ARS researchers shed light on stealthy Salmonella detection

US Department of Agriculture (USDA) Agricultural Research Service (ARS) researchers are experimenting with the technology, known as surface-enhanced Raman scattering (SERS), with the sole aim of detecting even the smallest quantity of Salmonella on food surfaces.

SERS are light scatterings created when a specimen is scanned with a Raman spectrometer laser beam. Different Salmonella serogroups form unique spectral pattern which the ARS researchers have already been able to differentiate between.

If it proves to be a success, the process could be adopted by food safety laboratories and the food industry to detect Salmonella and other pathogens responsible for foodborne outbreaks.

ARS scientist Bosoon Park, who is leading the SERS research, told FoodQualityNews.com that future developments based on the research could detect small quantities of the pathogen – those that cannot be easily seen or identified - at early stages of contamination.

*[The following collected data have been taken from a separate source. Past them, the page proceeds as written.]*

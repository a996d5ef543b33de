//! Grid triangles and their classification.
//!
//! Three mutually adjacent cells enclose one triangular hole. Every cell of
//! the scan window acts as the "left" corner of two triangles, one pointing
//! up and one pointing down, so each cell ends up touching six triangles.

use crate::config::PlateConfig;
use crate::error::{Error, Result};
use crate::geometry::{Vector, centroid};
use crate::group::Group;
use crate::hex::{GridCoord, HexLayout, Node};

/// Which side of the `left → right` edge the third corner sits on.
#[derive(Debug, Clone, Copy, PartialEq, Eq)]
pub enum Orientation {
    Up,
    Down,
}

impl Orientation {
    /// `+1` for up, `-1` for down.
    pub fn sign(self) -> i8 {
        match self {
            Orientation::Up => 1,
            Orientation::Down => -1,
        }
    }
}

/// How many corners of a triangle are occupied.
#[derive(Debug, Clone, Copy, PartialEq, Eq, PartialOrd, Ord, Hash)]
pub enum TriangleClass {
    Empty,
    Single,
    /// Two corners occupied; holds the indices of the present corners in
    /// drawing order and the sign that mirrors their fillets.
    Edge { first: usize, second: usize, third: usize, sign: i8 },
    Full,
}

impl TriangleClass {
    /// Number of occupied corners (0-3).
    pub fn count(&self) -> usize {
        match self {
            TriangleClass::Empty => 0,
            TriangleClass::Single => 1,
            TriangleClass::Edge { .. } => 2,
            TriangleClass::Full => 3,
        }
    }
}

/// Three pairwise adjacent nodes and the shrunken hole between them.
#[derive(Debug, Clone)]
pub struct Triangle {
    pub nodes: [Node; 3],
    pub orientation: Orientation,
    /// Corners moved toward the centroid by the connection width.
    pub hole: [Vector; 3],
}

impl Triangle {
    pub fn new(nodes: [Node; 3], orientation: Orientation, connection_width: f64) -> Result<Self> {
        let positions = nodes.map(|n| n.position);
        let center = centroid(&positions).unwrap_or(Vector::ZERO);

        let mut hole = [Vector::ZERO; 3];
        for (slot, node) in hole.iter_mut().zip(&nodes) {
            let inward = (center - node.position)
                .normalize()
                .map_err(|_| Error::degenerate_at(node.coord))?;
            *slot = node.position + inward * connection_width;
        }

        Ok(Self { nodes, orientation, hole })
    }

    pub fn coords(&self) -> [GridCoord; 3] {
        self.nodes.map(|n| n.coord)
    }

    /// Classify against a group.
    ///
    /// For two occupied corners the present pair is ordered as
    /// (first, second), (first, third) or (third, second), and the
    /// orientation sign is negated for the last two so the fillets mirror
    /// correctly.
    pub fn classify(&self, group: &Group) -> TriangleClass {
        let present = self.coords().map(|c| group.contains(c));
        let sign = self.orientation.sign();
        match present {
            [true, true, true] => TriangleClass::Full,
            [true, true, false] => TriangleClass::Edge { first: 0, second: 1, third: 2, sign },
            [true, false, true] => TriangleClass::Edge { first: 0, second: 2, third: 1, sign: -sign },
            [false, true, true] => TriangleClass::Edge { first: 2, second: 1, third: 0, sign: -sign },
            [false, false, false] => TriangleClass::Empty,
            _ => TriangleClass::Single,
        }
    }
}

/// Every triangle touching the group, plus the ring around it.
///
/// The window spans rows `bottom-1 ..= top+1` and columns
/// `left-1 ..= right`; with each cell as a left corner this reaches all six
/// triangles of every occupied cell. Order is row-major, up before down.
pub fn enumerate(group: &Group, config: &PlateConfig) -> Result<Vec<Triangle>> {
    let layout = HexLayout::from(config);
    let bounds = group.bounds();
    let node = |coord: GridCoord| Node::new(coord, &layout);

    let mut triangles = Vec::new();
    for row in (bounds.bottom - 1)..=(bounds.top + 1) {
        for column in (bounds.left - 1)..=bounds.right {
            let left = GridCoord::new(column, row);
            let right = left.right();
            triangles.push(Triangle::new(
                [node(left), node(right), node(left.up())],
                Orientation::Up,
                config.connection_width,
            )?);
            triangles.push(Triangle::new(
                [node(left), node(right), node(left.down())],
                Orientation::Down,
                config.connection_width,
            )?);
        }
    }
    Ok(triangles)
}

Early stages of contamination​

“This method is simpler, quicker and needs minimum sample preparation time. It could detect Salmonella in earlier state of contamination with acceptable detection limit after calibration,”​ said Park.

“It can be adopted for other foodborne pathogens detection such as E.coli, Campylobacter, Listeria and so on. E.coli is being tested with SERS at present.”​

“This research could be developed further in terms of applications of this technology for various foodborne pathogens.”​

According to Park, the research could be broadened to develop a portable instrument and Salmonella serotype spectral library for field-based quick detection.

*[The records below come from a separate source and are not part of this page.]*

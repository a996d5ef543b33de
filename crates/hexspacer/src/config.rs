//! Plate constants.
//!
//! All lengths share one unit (millimetres in practice). The defaults match
//! an 18650 nickel strip: 18 mm pitch, 5 mm webs, 1 mm fillets.

use serde::{Deserialize, Serialize};

use crate::error::{Error, Result};
use crate::geometry::centroid;
use crate::hex::{GridCoord, HexLayout};

const SQRT_3_HALF: f64 = 0.866_025_403_784_438_6;

/// Constants that shape every plate generated from a grid.
#[derive(Debug, Clone, PartialEq, Serialize, Deserialize)]
#[serde(default)]
pub struct PlateConfig {
    /// Horizontal distance between neighbouring cells in a row.
    pub pitch_x: f64,
    /// Vertical distance between rows (normally `pitch_x * √3 / 2`).
    pub pitch_y: f64,
    /// Shift of odd rows, in columns.
    pub row_offset: f64,
    /// Width of the web left between neighbouring holes.
    pub connection_width: f64,
    /// Radius of the fillets rounding hole corners.
    pub fillet_radius: f64,
    /// How far stacked layers are pulled together when nested on one sheet.
    pub compaction_distance: f64,
    /// Fail instead of skipping a corner whose reference point has no
    /// pair, when the cell is surrounded on all six sides. Corners of
    /// boundary cells are always skipped with a warning.
    pub strict_corners: bool,
    /// Optional kerf check marks drawn at every occupied node.
    pub dilatation: Option<DilatationConfig>,
}

/// Short marks centred on each cell, measured after cutting to verify kerf
/// compensation.
#[derive(Debug, Clone, Copy, PartialEq, Serialize, Deserialize)]
pub struct DilatationConfig {
    pub length: f64,
    #[serde(default)]
    pub angle_degrees: f64,
}

impl Default for PlateConfig {
    fn default() -> Self {
        Self::hexagonal(18.0, 5.0)
    }
}

impl PlateConfig {
    /// Regular hexagonal packing: rows are `pitch * √3 / 2` apart and odd
    /// rows shift by half a cell.
    pub fn hexagonal(pitch: f64, connection_width: f64) -> Self {
        Self {
            pitch_x: pitch,
            pitch_y: pitch * SQRT_3_HALF,
            row_offset: 0.5,
            connection_width,
            fillet_radius: 1.0,
            compaction_distance: 1.0,
            strict_corners: false,
            dilatation: None,
        }
    }

    pub fn with_fillet_radius(mut self, radius: f64) -> Self {
        self.fillet_radius = radius;
        self
    }

    pub fn with_compaction_distance(mut self, distance: f64) -> Self {
        self.compaction_distance = distance;
        self
    }

    pub fn with_strict_corners(mut self, strict: bool) -> Self {
        self.strict_corners = strict;
        self
    }

    pub fn with_dilatation(mut self, length: f64, angle_degrees: f64) -> Self {
        self.dilatation = Some(DilatationConfig { length, angle_degrees });
        self
    }

    /// Reject constants that cannot describe a plate.
    pub fn validate(&self) -> Result<()> {
        positive("pitch_x", self.pitch_x)?;
        positive("pitch_y", self.pitch_y)?;
        positive("connection_width", self.connection_width)?;
        positive("fillet_radius", self.fillet_radius)?;
        positive("compaction_distance", self.compaction_distance)?;
        if !self.row_offset.is_finite() || self.row_offset < 0.0 {
            return Err(Error::InvalidConfig {
                field: "row_offset",
                value: self.row_offset,
            });
        }
        if let Some(dilatation) = &self.dilatation {
            positive("dilatation.length", dilatation.length)?;
            if !dilatation.angle_degrees.is_finite() {
                return Err(Error::InvalidConfig {
                    field: "dilatation.angle_degrees",
                    value: dilatation.angle_degrees,
                });
            }
        }
        self.check_hole()
    }

    /// The web must leave a hole, and the hole must fit its three fillets.
    ///
    /// Every grid triangle is congruent (up and down ones mirror each
    /// other), so the one at the origin stands for all of them.
    fn check_hole(&self) -> Result<()> {
        let layout = HexLayout::from(self);
        let origin = GridCoord::new(0, 0);
        let nodes = [origin, origin.right(), origin.up()].map(|c| c.position(&layout));
        let Some(center) = centroid(&nodes) else {
            return Ok(());
        };

        let reach = nodes.iter().map(|n| n.distance(center)).fold(f64::INFINITY, f64::min);
        if self.connection_width >= reach {
            return Err(Error::HoleTooSmall {
                field: "connection_width",
                value: self.connection_width,
                limit: reach,
            });
        }

        let hole = nodes.map(|n| n + (center - n) * (self.connection_width / n.distance(center)));
        let shortest = (0..3)
            .map(|i| hole[i].distance(hole[(i + 1) % 3]))
            .fold(f64::INFINITY, f64::min);
        // each fillet eats √3·r of the two sides it touches
        let limit = shortest / 2.0 / 3.0_f64.sqrt();
        if self.fillet_radius > limit {
            return Err(Error::HoleTooSmall {
                field: "fillet_radius",
                value: self.fillet_radius,
                limit,
            });
        }
        Ok(())
    }

    /// Radius of the arcs closing a cell's open facets.
    pub fn corner_radius(&self) -> f64 {
        self.connection_width / 2.0 * 3.0_f64.sqrt()
    }
}

fn positive(field: &'static str, value: f64) -> Result<()> {
    if value.is_finite() && value > 0.0 {
        Ok(())
    } else {
        Err(Error::InvalidConfig { field, value })
    }
}
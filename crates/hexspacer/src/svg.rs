//! SVG output for previews and plotter checks.
//!
//! Geometry is in y-up drawing units; SVG is y-down. Rather than wrapping
//! everything in a flipping transform, coordinates are negated on the way
//! out so the file reads naturally in any viewer. Each plate layer becomes
//! one `<g>` holding one `<path>`; arcs use the `A` command so nothing is
//! flattened.
//!
//! ## Rust Lesson #24: Builders that own their output
//!
//! `quick_xml::Writer` wraps any `io::Write`. Passing `&mut Vec<u8>` in a
//! test and a `BufWriter<File>` in the CLI is the same code path.

use std::f64::consts::PI;
use std::fmt::Write as _;
use std::io::{self, Write};

use quick_xml::Writer;
use quick_xml::events::{BytesDecl, BytesEnd, BytesStart, Event};

use crate::geometry::{BoundingBox, Vector};
use crate::shape::{Drawing, DrawingLayer, DrawingSink, PersistentSink, Shape};

/// Margin around the drawing, in drawing units.
const MARGIN: f64 = 5.0;

const STROKE_WIDTH: &str = "0.2";

/// Drawing sink that persists to SVG on [`finalize`](PersistentSink::finalize).
#[derive(Debug, Clone, Default)]
pub struct SvgWriter {
    drawing: Drawing,
}

impl SvgWriter {
    pub fn new() -> Self {
        Self::default()
    }

    pub fn from_drawing(drawing: Drawing) -> Self {
        Self { drawing }
    }
}

impl PersistentSink for SvgWriter {
    fn finalize<W: Write>(&self, destination: W) -> io::Result<()> {
        let mut writer = Writer::new_with_indent(destination, b' ', 2);
        writer.write_event(Event::Decl(BytesDecl::new("1.0", Some("UTF-8"), None)))?;

        let bounds = self
            .drawing
            .bounding_box()
            .unwrap_or(BoundingBox::from_point(Vector::ZERO));
        let view_box = format!(
            "{} {} {} {}",
            number(bounds.min.x - MARGIN),
            number(-bounds.max.y - MARGIN),
            number(bounds.width() + 2.0 * MARGIN),
            number(bounds.height() + 2.0 * MARGIN),
        );
        let width = format!("{}mm", number(bounds.width() + 2.0 * MARGIN));
        let height = format!("{}mm", number(bounds.height() + 2.0 * MARGIN));

        let mut svg = BytesStart::new("svg");
        svg.push_attribute(("xmlns", "http://www.w3.org/2000/svg"));
        svg.push_attribute(("width", width.as_str()));
        svg.push_attribute(("height", height.as_str()));
        svg.push_attribute(("viewBox", view_box.as_str()));
        writer.write_event(Event::Start(svg))?;

        for layer in &self.drawing.layers {
            if layer.shapes.is_empty() {
                continue;
            }
            let id = format!("layer-{}", layer.index);
            let mut group = BytesStart::new("g");
            group.push_attribute(("id", id.as_str()));
            group.push_attribute(("fill", "none"));
            group.push_attribute(("stroke", "black"));
            group.push_attribute(("stroke-width", STROKE_WIDTH));
            writer.write_event(Event::Start(group))?;

            let data = path_data(layer);
            let mut path = BytesStart::new("path");
            path.push_attribute(("d", data.as_str()));
            writer.write_event(Event::Empty(path))?;

            writer.write_event(Event::End(BytesEnd::new("g")))?;
        }

        writer.write_event(Event::End(BytesEnd::new("svg")))?;
        writer.into_inner().flush()
    }
}

impl DrawingSink for SvgWriter {
    fn begin_layer(&mut self, layer: usize) {
        self.drawing.begin_layer(layer);
    }

    fn add_line(&mut self, start: Vector, end: Vector) {
        self.drawing.add_line(start, end);
    }

    fn add_arc(&mut self, center: Vector, radius: f64, start_angle: f64, sweep: f64) {
        self.drawing.add_arc(center, radius, start_angle, sweep);
    }
}

/// Trimmed decimal, enough for 0.1 µm at mm scale.
fn number(value: f64) -> String {
    let text = format!("{value:.4}");
    let text = text.trim_end_matches('0').trim_end_matches('.');
    match text {
        "-0" | "" => "0".to_string(),
        other => other.to_string(),
    }
}

fn flip(point: Vector) -> Vector {
    Vector::new(point.x, -point.y)
}

fn path_data(layer: &DrawingLayer) -> String {
    let mut d = String::new();
    for shape in &layer.shapes {
        match *shape {
            Shape::Line { start, end } => {
                let (start, end) = (flip(start), flip(end));
                let _ = write!(
                    d,
                    "M{},{} L{},{} ",
                    number(start.x),
                    number(start.y),
                    number(end.x),
                    number(end.y)
                );
            }
            Shape::Arc {
                center,
                radius,
                start_angle,
                sweep,
            } => {
                let start = flip(center + Vector::from_angle(start_angle) * radius);
                let _ = write!(d, "M{},{} ", number(start.x), number(start.y));
                // an SVG arc cannot close on itself; long sweeps go in halves
                let steps = if sweep > PI { 2 } else { 1 };
                let step = sweep / steps as f64;
                for i in 1..=steps {
                    let to = flip(center + Vector::from_angle(start_angle + step * i as f64) * radius);
                    // counter-clockwise in y-up is the negative sweep direction once flipped
                    let _ = write!(
                        d,
                        "A{r},{r} 0 0 0 {},{} ",
                        number(to.x),
                        number(to.y),
                        r = number(radius)
                    );
                }
            }
        }
    }
    d.trim_end().to_string()
}
//! # hexspacer
//!
//! Cut geometry for hexagonal battery-pack spacers and nickel strips.
//!
//! Cells sit on an offset-row hex grid. Given the occupied cells of a group,
//! the library works out the outline of a plate that keeps a web of material
//! between every pair of neighbouring cells and rounds every corner:
//!
//! ```text
//! cells ─▶ Group ─▶ triangles ─▶ synthesize ─▶ Shape list ─▶ DrawingSink
//!                    (classify)   (fillets)      (Line/Arc)    (DXF, SVG)
//! ```
//!
//! [`LayerCompositor`] strings several groups together into a stacked pack
//! and nests the layers onto one sheet.
//!
//! ## Rust Lesson #7: Modules
//!
//! Each stage lives in its own module and only the types a caller needs are
//! re-exported here. `pub(crate)` keeps helpers shared between stages out of
//! the public API.

pub mod compose;
pub mod config;
pub mod dxf;
pub mod error;
pub mod geometry;
pub mod group;
pub mod hex;
pub mod reference;
pub mod shape;
pub mod svg;
pub mod synth;
pub mod triangle;

// Re-export common types at crate root for convenience.
pub use compose::{LayerCompositor, PlacedLayer, compose_stack};
pub use config::{DilatationConfig, PlateConfig};
pub use dxf::DxfWriter;
pub use error::{Error, Result};
pub use geometry::{BoundingBox, DegenerateVector, Vector};
pub use group::Group;
pub use hex::{GridCoord, HexLayout, Node};
pub use shape::{Drawing, DrawingLayer, DrawingSink, PersistentSink, Shape};
pub use svg::SvgWriter;
pub use synth::{Connection, GroupOutline, OutlineStats, synthesize};
pub use triangle::{Triangle, TriangleClass};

“This can be used at a food industry, federal (FDA, FSIS, CDC), state laboratory in relation with food pathogen outbreaks,”​ he added.

Unique spectral signature​

During the SERS analysis process, a specimen is placed on a surface, such as a stainless steel plate, that has been changed from smooth to rough by coating the surface with biopolymers encapsulated with silver nanoparticles.

These rough surfaces can enhance the scattering of light that occurs when a specimen is scanned with the Raman laser.

The scattered light that returns into the spectroscope forms a distinct spectral pattern known as a Raman spectral signature. Researchers are hoping to prove that all molecules, including those that make up Salmonella, have their own unique spectral signature

This idea is not new, but the use of SERS to detect foodborne pathogens is.

During tests using large concentrations of two Salmonella serotypes – Enteritidis and Typhimurium – the SERS process was able to differentiate between the two strains.

“This scattered signal carries their characteristics of molecular information. From this information, the type of cells could be identified accordingly,”​ Park added.